## WHAT YOU SHOULD DO:
In the listing below, how many lines include "from"? Give the number and no other text.

## GIVEN DATA:
□ □ □
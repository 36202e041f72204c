//! Repository error type.

use reimburse_core::approval::ApprovalError;
use sea_orm::DbErr;
use thiserror::Error;

/// Errors that can occur during repository operations.
#[derive(Debug, Error)]
pub enum RepositoryError {
    /// Requested record does not exist in the caller's company.
    #[error("{0} not found")]
    NotFound(&'static str),

    /// Domain rule rejected the operation.
    #[error(transparent)]
    Approval(#[from] ApprovalError),

    /// Stored row could not be mapped back into a domain value.
    #[error("Invalid stored data: {0}")]
    InvalidData(String),

    /// Database error.
    #[error("Database error: {0}")]
    Database(#[from] DbErr),
}

impl RepositoryError {
    /// Returns the HTTP status code for this error.
    #[must_use]
    pub const fn status_code(&self) -> u16 {
        match self {
            Self::NotFound(_) => 404,
            Self::Approval(e) => e.status_code(),
            Self::InvalidData(_) | Self::Database(_) => 500,
        }
    }

    /// Returns the error code for API responses.
    #[must_use]
    pub const fn error_code(&self) -> &'static str {
        match self {
            Self::NotFound(_) => "NOT_FOUND",
            Self::Approval(e) => e.error_code(),
            Self::InvalidData(_) => "INTERNAL_ERROR",
            Self::Database(_) => "DATABASE_ERROR",
        }
    }

    /// Returns the message safe to show to API clients.
    #[must_use]
    pub fn public_message(&self) -> String {
        if self.is_internal() {
            "An error occurred".to_string()
        } else {
            self.to_string()
        }
    }

    /// Returns true for failures on the server side.
    #[must_use]
    pub const fn is_internal(&self) -> bool {
        matches!(
            self,
            Self::InvalidData(_) | Self::Database(_) | Self::Approval(ApprovalError::Database(_))
        )
    }
}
□ □ □
## TASK SOLUTION:
2